How do you think performance is measured at the Olympics Games by the teams involved? The number of gold medals? The number of world records?
Now come back a few years to when a team is preparing for the games. How is performance going to be managed? You can be sure it won’t be in terms of the number of medals they hope to win. Instead, the focus will be on the type of training being given, the diets being prepared, the way in which equipment and facilities are being used. To ensure these activities can take place, budgets and other resources are allocated to the appropriate activities. In short, the focus is on the process of preparing the athlete and not on the outcomes they hope to achieve.
Budgets and Performance Management
Now compare this approach to the way in which organizations typically plan and budget performance. Most tend to focus on outcomes – the ‘gold medals’ of profit to be made, the total amount to be spent – while the actions required to produce the ‘gold’ are left as a note in an operational plan document, only to be forgotten when actual results are produced.

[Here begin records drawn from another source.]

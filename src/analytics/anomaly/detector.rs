//! Anomaly Detector Implementation
//!
//! 二段階の外れ値検知
//! - Stage A: 全体の速度分布に対するZスコア
//! - Stage B: 乗車ゾーンごとの運賃分布に対するZスコア

use super::ranking::rank_by_deviation;
use super::types::{
    AnomalyReport, AnomalySummary, AnomalyType, FareAnomaly, RideRecord, SpeedAnomaly,
    ThresholdReport, ZoneThreshold,
};
use crate::analytics::stats::Summary;
use serde::{Deserialize, Serialize};
use std::collections::{BTreeMap, HashMap};
use tracing::{debug, info};

/// 検知設定
#[derive(Debug, Clone, PartialEq, Serialize, Deserialize)]
pub struct DetectorConfig {
    /// |z| がこれを超えたら異常
    pub z_threshold: f64,
    /// 運賃分析に必要なゾーン内の最小件数
    pub min_zone_trips: usize,
    /// これ未満の標準偏差は分散なしとみなす
    pub variance_epsilon: f64,
}

impl Default for DetectorConfig {
    fn default() -> Self {
        Self {
            z_threshold: 2.0,
            min_zone_trips: 10,
            variance_epsilon: 1e-9,
        }
    }
}

/// 異常検知器
#[derive(Debug, Clone, Default)]
pub struct AnomalyDetector {
    config: DetectorConfig,
}

impl AnomalyDetector {
    pub fn new(config: DetectorConfig) -> Self {
        Self { config }
    }

    pub fn config(&self) -> &DetectorConfig {
        &self.config
    }

    /// スナップショットからレポートを生成
    pub fn detect(&self, rides: &[RideRecord]) -> AnomalyReport {
        let eligible: Vec<&RideRecord> = rides.iter().filter(|r| r.is_eligible()).collect();
        if eligible.len() < rides.len() {
            debug!(
                excluded = rides.len() - eligible.len(),
                "excluded ineligible rides from anomaly input"
            );
        }

        let (mut speed_anomalies, speed_thresholds) = self.speed_outliers(&eligible);
        let (mut fare_anomalies, fare_thresholds_by_zone) = self.fare_outliers(&eligible);

        rank_by_deviation(&mut speed_anomalies);
        rank_by_deviation(&mut fare_anomalies);

        let summary = summarize(eligible.len(), &speed_anomalies, &fare_anomalies);
        info!(
            analyzed = summary.total_trips_analyzed,
            anomalies = summary.total_anomalies,
            zones = fare_thresholds_by_zone.len(),
            "anomaly detection completed"
        );

        AnomalyReport {
            summary,
            speed_anomalies,
            fare_anomalies,
            speed_thresholds,
            fare_thresholds_by_zone,
        }
    }

    /// Stage A
    fn speed_outliers(
        &self,
        rides: &[&RideRecord],
    ) -> (Vec<SpeedAnomaly>, Option<ThresholdReport>) {
        let speeds: Vec<f64> = rides.iter().map(|r| r.speed_mph).collect();
        let Some(stats) = Summary::of(&speeds) else {
            return (Vec::new(), None);
        };

        let thresholds = ThresholdReport::new(stats.mean, stats.std_dev, self.config.z_threshold);
        if stats.is_degenerate(self.config.variance_epsilon) {
            debug!(mean = stats.mean, "speed distribution has no variance, skipping");
            return (Vec::new(), Some(thresholds));
        }

        let anomalies = rides
            .iter()
            .filter_map(|ride| {
                let z = stats.z_score(ride.speed_mph);
                let anomaly_type = self.classify(z, AnomalyType::SpeedTooFast, AnomalyType::SpeedTooSlow)?;
                let direction = if z > 0.0 { "above" } else { "below" };
                Some(SpeedAnomaly {
                    trip_id: ride.trip_id,
                    speed_mph: ride.speed_mph,
                    trip_distance: ride.trip_distance,
                    duration_minutes: ride.duration_minutes,
                    pickup_zone: ride.pickup_zone.clone(),
                    z_score: z,
                    anomaly_type,
                    reason: format!(
                        "Speed of {:.1} mph is {:.2} standard deviations {} the mean of {:.1} mph",
                        ride.speed_mph,
                        z.abs(),
                        direction,
                        stats.mean
                    ),
                })
            })
            .collect();

        (anomalies, Some(thresholds))
    }

    /// Stage B
    fn fare_outliers(
        &self,
        rides: &[&RideRecord],
    ) -> (Vec<FareAnomaly>, BTreeMap<String, ZoneThreshold>) {
        let mut fares_by_zone: BTreeMap<i64, (String, Vec<f64>)> = BTreeMap::new();
        for ride in rides {
            fares_by_zone
                .entry(ride.pickup_zone_id)
                .or_insert_with(|| (ride.pickup_zone.clone(), Vec::new()))
                .1
                .push(ride.fare_amount);
        }

        let mut thresholds_by_zone = BTreeMap::new();
        let mut flaggable: HashMap<i64, Summary> = HashMap::new();

        for (zone_id, (zone_name, fares)) in &fares_by_zone {
            if fares.len() < self.config.min_zone_trips {
                debug!(zone_id, trips = fares.len(), "zone below significance floor, skipping");
                continue;
            }
            let Some(stats) = Summary::of(fares) else {
                continue;
            };

            let key = zone_key(&thresholds_by_zone, zone_name, *zone_id);
            thresholds_by_zone.insert(
                key,
                ZoneThreshold {
                    zone_id: *zone_id,
                    thresholds: ThresholdReport::new(
                        stats.mean,
                        stats.std_dev,
                        self.config.z_threshold,
                    ),
                    trip_count: stats.count,
                },
            );

            if stats.is_degenerate(self.config.variance_epsilon) {
                debug!(zone_id, "constant fares in zone, no fare anomalies flagged");
            } else {
                flaggable.insert(*zone_id, stats);
            }
        }

        // 入力順に走査して同値時の順序を保つ
        let anomalies = rides
            .iter()
            .filter_map(|ride| {
                let stats = flaggable.get(&ride.pickup_zone_id)?;
                let z = stats.z_score(ride.fare_amount);
                let anomaly_type = self.classify(z, AnomalyType::FareTooHigh, AnomalyType::FareTooLow)?;
                let direction = if z > 0.0 { "above" } else { "below" };
                Some(FareAnomaly {
                    trip_id: ride.trip_id,
                    fare_amount: ride.fare_amount,
                    trip_distance: ride.trip_distance,
                    pickup_zone: ride.pickup_zone.clone(),
                    z_score: z,
                    anomaly_type,
                    reason: format!(
                        "Fare of ${:.2} is {:.2} standard deviations {} the {} average of ${:.2}",
                        ride.fare_amount,
                        z.abs(),
                        direction,
                        ride.pickup_zone,
                        stats.mean
                    ),
                })
            })
            .collect();

        (anomalies, thresholds_by_zone)
    }

    fn classify(&self, z: f64, high: AnomalyType, low: AnomalyType) -> Option<AnomalyType> {
        if z > self.config.z_threshold {
            Some(high)
        } else if z < -self.config.z_threshold {
            Some(low)
        } else {
            None
        }
    }
}

/// ゾーン名の重複時はIDを付けて区別
fn zone_key(existing: &BTreeMap<String, ZoneThreshold>, zone_name: &str, zone_id: i64) -> String {
    if existing.contains_key(zone_name) {
        format!("{} (#{})", zone_name, zone_id)
    } else {
        zone_name.to_string()
    }
}

fn summarize(
    analyzed: usize,
    speed_anomalies: &[SpeedAnomaly],
    fare_anomalies: &[FareAnomaly],
) -> AnomalySummary {
    let count_speed = |t: AnomalyType| speed_anomalies.iter().filter(|a| a.anomaly_type == t).count();
    let count_fare = |t: AnomalyType| fare_anomalies.iter().filter(|a| a.anomaly_type == t).count();

    AnomalySummary {
        total_trips_analyzed: analyzed,
        total_anomalies: speed_anomalies.len() + fare_anomalies.len(),
        speed_too_fast: count_speed(AnomalyType::SpeedTooFast),
        speed_too_slow: count_speed(AnomalyType::SpeedTooSlow),
        fare_too_high: count_fare(AnomalyType::FareTooHigh),
        fare_too_low: count_fare(AnomalyType::FareTooLow),
    }
}

/// 既定設定で検知
pub fn detect_anomalies(rides: &[RideRecord]) -> AnomalyReport {
    AnomalyDetector::default().detect(rides)
}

Performance measurement focuses on results and allows users to analyze those results through charts, grids and trends and by drilling-down to even greater depths of detail. However, what they don’t reveal is the process that individual managers went through in setting the initial targets, the actions that were going to be required, the anticipated state of the business environment, whether or not the required actions were actually carried out and if they actually contributed to success. Performance management, by contrast, is all to do with the processes and actions that lead to strategic goals. This includes how management chooses a particular course of action in a given business environment, as well as to how those actions relate to other departments and the overall achievement of company strategy.
Interestingly the setting and monitoring of budgets or forecasts cannot ensure that these activities will be carried out or if they are proving to be effective. And yet this is where most organizations spend their planning time. For the average company it can be as long as 6 months. Are we really saying that this is the most important planning activity or have we embraced a ritual that doesn’t make much sense in this unpredictable day and age?
Attributes of a Performance Management System
Performance management systems encompass the setting up of an operational plan that is tied to strategic goals. It allows managers to collaborate with others on the setting up of initiatives to which resources can be allocated that will eventually form part of the departmental budget.
Performance management systems allow these initiatives to be assessed in various combinations so that the best can be selected as part of the agreed plan. The system will then go on to track the implementation of agreed initiatives and warn users and appropriate managers if activities have not been completed or if they are not having the desired effect on forecast strategic goals. Where goals are not being met, a performance management system will allow managers to propose changes and try out alternative scenarios to put the plan back on course, which once agreed, will then be tracked by the system.
In short, performance management systems encompass performance measurement systems, but not the other way around. To achieve effective performance management, systems must possess sophisticated process control capabilities that constantly track organizational activities and invoke user involvement as required.
So do you have one? Is your planning system a ‘measurement system’ or a ‘management system’?
Oh – and in case you were wondering, the image is definitely from a performance measurement system!